Böylece kırmızı grup her gün fazladan 3 saati yemek yemeden geçirmiş oldu.
Ayrıca tüm gönüllülerden hangi saatte ne yediklerini not etmeleri de istendi.
Peki yemek yenen saatleri günün belli bir bölümünme sıkıştırmanın bünyeye neden faydası olsun? Burada iki farklı mekanizma devreye giriyor olabilir.
Giderek artan sayıda artaştırma oruç tutmanın ve gün boyunca uzun saatler bir şey yememenin daha sağlıklı olduğunu ortaya koyan araştırmaların sayısı artıyor.

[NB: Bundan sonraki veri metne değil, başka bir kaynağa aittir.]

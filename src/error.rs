use alloy::primitives::Address;
use thiserror::Error;

/// Main error type for the reward sweep engine.
///
/// Only conditions that make a whole action meaningless surface here. Per-token
/// problems are absorbed into [`crate::domain::FailedTokenRecord`] entries instead.
#[derive(Error, Debug)]
pub enum SweepError {
    // Configuration errors
    #[error("Configuration error: {0}")]
    Config(#[from] config::ConfigError),

    #[error("Invalid configuration: {0}")]
    InvalidConfig(String),

    // Network errors
    #[error("HTTP request error: {0}")]
    Http(#[from] reqwest::Error),

    #[error("RPC error: {0}")]
    Rpc(String),

    #[error("Unsupported network: chain id {0}")]
    UnsupportedNetwork(u64),

    // Serialization errors
    #[error("JSON serialization error: {0}")]
    Json(#[from] serde_json::Error),

    // Off-chain collaborators
    #[error("Reward ledger error: {0}")]
    Ledger(String),

    #[error("Price source error: {0}")]
    PriceSource(String),

    #[error("Quote failure: {0}")]
    Quote(String),

    // On-chain
    #[error("Simulation reverted: {0}")]
    Simulation(String),

    #[error("Address parsing error: {0}")]
    AddressParsing(String),

    // Signer errors
    #[error("No signer configured")]
    NoSigner,

    #[error("Signer {signer} cannot act for wallet {wallet}")]
    SignerMismatch { signer: Address, wallet: Address },

    #[error("Wallet error: {0}")]
    Wallet(String),

    // Action-level outcomes
    #[error("Insufficient native gas: balance {balance} wei, need {required} wei")]
    InsufficientGas { balance: String, required: String },

    #[error("Nothing to claim")]
    NothingToClaim,

    #[error("All {attempted} claim attempt(s) failed: {reason}")]
    ClaimsFailed { attempted: usize, reason: String },

    #[error("No swap candidates left after filtering")]
    NoSwapCandidates,

    #[error("Transaction rejected by user")]
    UserRejected,

    #[error("A sweep is already in progress for this wallet")]
    SweepInProgress,

    // IO errors
    #[error("IO error: {0}")]
    Io(#[from] std::io::Error),

    // Generic errors
    #[error("Internal error: {0}")]
    Internal(String),

    #[error("Operation cancelled")]
    Cancelled,

    #[error("{0}")]
    Other(#[from] anyhow::Error),
}

impl SweepError {
    /// User rejections are expected outcomes and should not be logged as system errors.
    pub fn is_user_rejection(&self) -> bool {
        matches!(self, SweepError::UserRejected)
    }
}

/// Result type alias for SweepError
pub type Result<T> = std::result::Result<T, SweepError>;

Ayrıca insan vücudu günün belli saatlerinde kalori yakımını hızlandırıyor. Doktor Johnston'a göre, aşırı şeker ve yağ tüketmek için en kötü zamanın gece geç saatler olduğunu söylüyor.

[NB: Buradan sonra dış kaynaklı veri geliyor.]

#[async_trait]
impl RewardLedger for FakeLedger {
    async fn pending_claims(&self, _wallet: Address) -> Result<Vec<RewardClaim>> {
        Ok(self.claims.clone())
    }
}

pub struct StaticPrices {
    prices: HashMap<Address, Decimal>,
}

#[async_trait]
impl PriceSource for StaticPrices {
    fn name(&self) -> &str {
        "static"
    }

    async fn prices(&self, _chain_id: u64, tokens: &[Address]) -> Result<HashMap<Address, Decimal>> {
        Ok(tokens
            .iter()
            .filter_map(|t| self.prices.get(t).map(|p| (*t, *p)))
            .collect())
    }
}

/// Quotes 1:1 with a configurable impact per token.
pub struct FakeQuotes {
    failing: HashSet<Address>,
    impacts: HashMap<Address, Decimal>,
    pub requests: Mutex<Vec<QuoteRequest>>,
}

#[async_trait]
impl QuoteSource for FakeQuotes {
    async fn quote(&self, request: &QuoteRequest) -> Result<Quote> {
        self.requests.lock().unwrap().push(request.clone());
        if self.failing.contains(&request.sell_token) {
            return Err(SweepError::Quote("no route".to_string()));
        }
        Ok(Quote {
            buy_amount: request.sell_amount,
            price_impact: self
                .impacts
                .get(&request.sell_token)
                .copied()
                .unwrap_or_default(),
            router_target: router(),
            router_data: Bytes::from(request.sell_token.to_vec()),
            allowance_target: None,
        })
    }
}

/// Reverts any group containing a poisoned input token.
pub struct FakeSimulator {
    state: SharedState,
    poisoned: HashSet<Address>,
    calls: AtomicUsize,
}

impl FakeSimulator {
    pub fn calls(&self) -> usize {
        self.calls.load(Ordering::SeqCst)
    }
}

#[async_trait]
impl LegSimulator for FakeSimulator {
    async fn simulate(&self, _from: Address, legs: &[SwapLeg]) -> std::result::Result<(), String> {
        self.calls.fetch_add(1, Ordering::SeqCst);
        if let Some(leg) = legs.iter().find(|leg| self.poisoned.contains(&leg.token_in)) {
            return Err(format!("execution reverted: {} transfer hook", leg.symbol));
        }
        let tokens: Vec<Address> = legs.iter().map(|leg| leg.token_in).collect();
        if conflicts(&self.state.lock().unwrap(), &tokens) {
            return Err("execution reverted: shared pool drained".to_string());
        }
        Ok(())
    }
}

/// Declarative setup for one orchestrator run.
pub struct Scenario {
    pub state: ChainState,
    pub claims: Vec<RewardClaim>,
    pub prices: HashMap<Address, Decimal>,
    pub failing_quotes: HashSet<Address>,
    pub impacts: HashMap<Address, Decimal>,
    pub poisoned: HashSet<Address>,
    pub signer: Option<Address>,
    /// Reward tokens known from configuration rather than the ledger.
    pub reward_tokens: Vec<RewardToken>,
}

impl Default for Scenario {
    fn default() -> Self {
        Self {
            state: ChainState::default(),
            claims: Vec::new(),
            prices: HashMap::new(),
            failing_quotes: HashSet::new(),
            impacts: HashMap::new(),
            poisoned: HashSet::new(),
            signer: Some(wallet()),
            reward_tokens: Vec::new(),
        }
    }
}

impl Scenario {
    pub fn new() -> Self {
        Self::default()
    }

    fn register(&mut self, token: Address, symbol: &str) {
        self.state.token_info.entry(token).or_insert_with(|| TokenInfo {
            decimals: 18,
            symbol: symbol.to_string(),
        });
    }

    /// A pending, fully funded reward of `amount` for `epoch`.
    pub fn reward(&mut self, token: Address, symbol: &str, epoch: Epoch, amount: U256) -> &mut Self {
        self.register(token, symbol);
        self.claims.push(RewardClaim {
            token,
            epoch,
            raw_amount: amount,
            decimals: 18,
            symbol: symbol.to_string(),
            source_price_usd: None,
        });
        self.state.previews.insert((token, epoch), amount);
        *self.state.distributor_balances.entry(token).or_default() += amount;
        self
    }

    /// A configured reward token already sitting in the wallet, with no ledger row.
    pub fn holding(&mut self, token: Address, symbol: &str, balance: U256) -> &mut Self {
        self.register(token, symbol);
        if !self.reward_tokens.iter().any(|t| t.address == token) {
            self.reward_tokens.push(RewardToken {
                address: token,
                symbol: symbol.to_string(),
                decimals: 18,
            });
        }
        self.state.wallet_balances.insert(token, balance);
        self
    }

    pub fn price(&mut self, token: Address, usd: Decimal) -> &mut Self {
        self.prices.insert(token, usd);
        self
    }

    pub fn distributor_balance(&mut self, token: Address, balance: U256) -> &mut Self {
        self.state.distributor_balances.insert(token, balance);
        self
    }

    pub fn config(&self) -> OrchestratorConfig {
        OrchestratorConfig {
            distributor: distributor(),
            executor: executor(),
            claim: ClaimerConfig::default(),
            planner: PlannerConfig {
                quote_batch_size: 5,
                quote_batch_delay_ms: 0,
            },
            slippage: SlippageConfig::default(),
            swap: SwapSettings::default(),
            reward_tokens: self.reward_tokens.clone(),
        }
    }

    pub fn build(&self) -> Harness {
        let state: SharedState = Arc::new(Mutex::new(self.state.clone()));
        let sender = Arc::new(FakeSender::new(state.clone()));
        let quotes = Arc::new(FakeQuotes {
            failing: self.failing_quotes.clone(),
            impacts: self.impacts.clone(),
            requests: Mutex::new(Vec::new()),
        });
        let simulator = Arc::new(FakeSimulator {
            state: state.clone(),
            poisoned: self.poisoned.clone(),
            calls: AtomicUsize::new(0),
        });

        let collaborators = Collaborators {
            chain: Arc::new(FakeChain {
                state: state.clone(),
            }),
            sender: sender.clone(),
            ledger: Arc::new(FakeLedger {
                claims: self.claims.clone(),
            }),
            prices: PriceResolver::new(
                Arc::new(StaticPrices {
                    prices: self.prices.clone(),
                }),
                None,
            ),
            quotes: quotes.clone(),
            simulator: simulator.clone(),
            signer: self.signer,
        };

        Harness {
            state,
            sender,
            quotes,
            simulator,
            orchestrator: Arc::new(SweepOrchestrator::new(collaborators, self.config())),
        }
    }
}

pub struct Harness {
    pub state: SharedState,
    pub sender: Arc<FakeSender>,
    pub quotes: Arc<FakeQuotes>,
    pub simulator: Arc<FakeSimulator>,
    pub orchestrator: Arc<SweepOrchestrator>,
}

impl Harness {
    pub fn wallet_balance(&self, token: Address) -> U256 {
        self.state
            .lock()
            .unwrap()
            .wallet_balances
            .get(&token)
            .copied()
            .unwrap_or_default()
    }

    pub fn chain(&self) -> FakeChain {
        FakeChain {
            state: self.state.clone(),
        }
    }
}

Çünkü gece saatlerinde kan şekeri değerleri zaten yükseliyor.
Bu teoriyi denemek için kendi üzerimde çok da hoş olmayan bir deney yaptım.
Bol yağlı ve kolesterollü İngiliz kahvaltısı gece yenirse ne olur?
Sabah 10.00 civarında kan değerlerimi ölçtürdüm. Ardından gidip klasik bir İngiliz kahvaltısı hazırladım: Bol pastırma, yumurta ve sosis... Yemeğin hemen ardından tekrar kan verdim. Daha sonra da her yarım saatte bir kan vermeye devam ettim.
12 saat sonra akşam 22.00'da günün ikinci öğününü yedim. Bu öğün de kahvaltıdakinin bire bir aynısıydı.
İkinci öğünün ardından da yine periyodik olarak kan verdim ve günü tamamladım.
Kan testleri sabah kahvaltının ardından kan değerlerimin hızla normale döndüğünü gösteriyordu. Kanımdaki yağ oranı da yaklaşık 3 saat içinde düşmeye başlamıştı.
Akşam yemeğinin ardındansa kan şekerim 4 saatin ardından dahi düşmedi ve kandaki yağ oranı yükselmeye devam etti.
Bu küçük test Doktor Johnston'u haklı çıkarıyor. Vücutlarımız gece geç saatte ağır yemeklerden hoşlanmıyor.
Peki kırmızı ve mavi gruba ne oldu? 10 haftanın sonunda benim üzerimde uygulanan kan testlerini gönüllülere de uyguladık.
Sonuç: Yeme düzenini değiştirerek belli saat aralıkları belirleyen gönüllülerde kan şekeri oranları ve kolesterol daha hızlı düştü ve daha fazla kilo verdiler.
Bu alanda yapılmış ilk küçük çaplı deney için sonuçlar ümit vadediyor.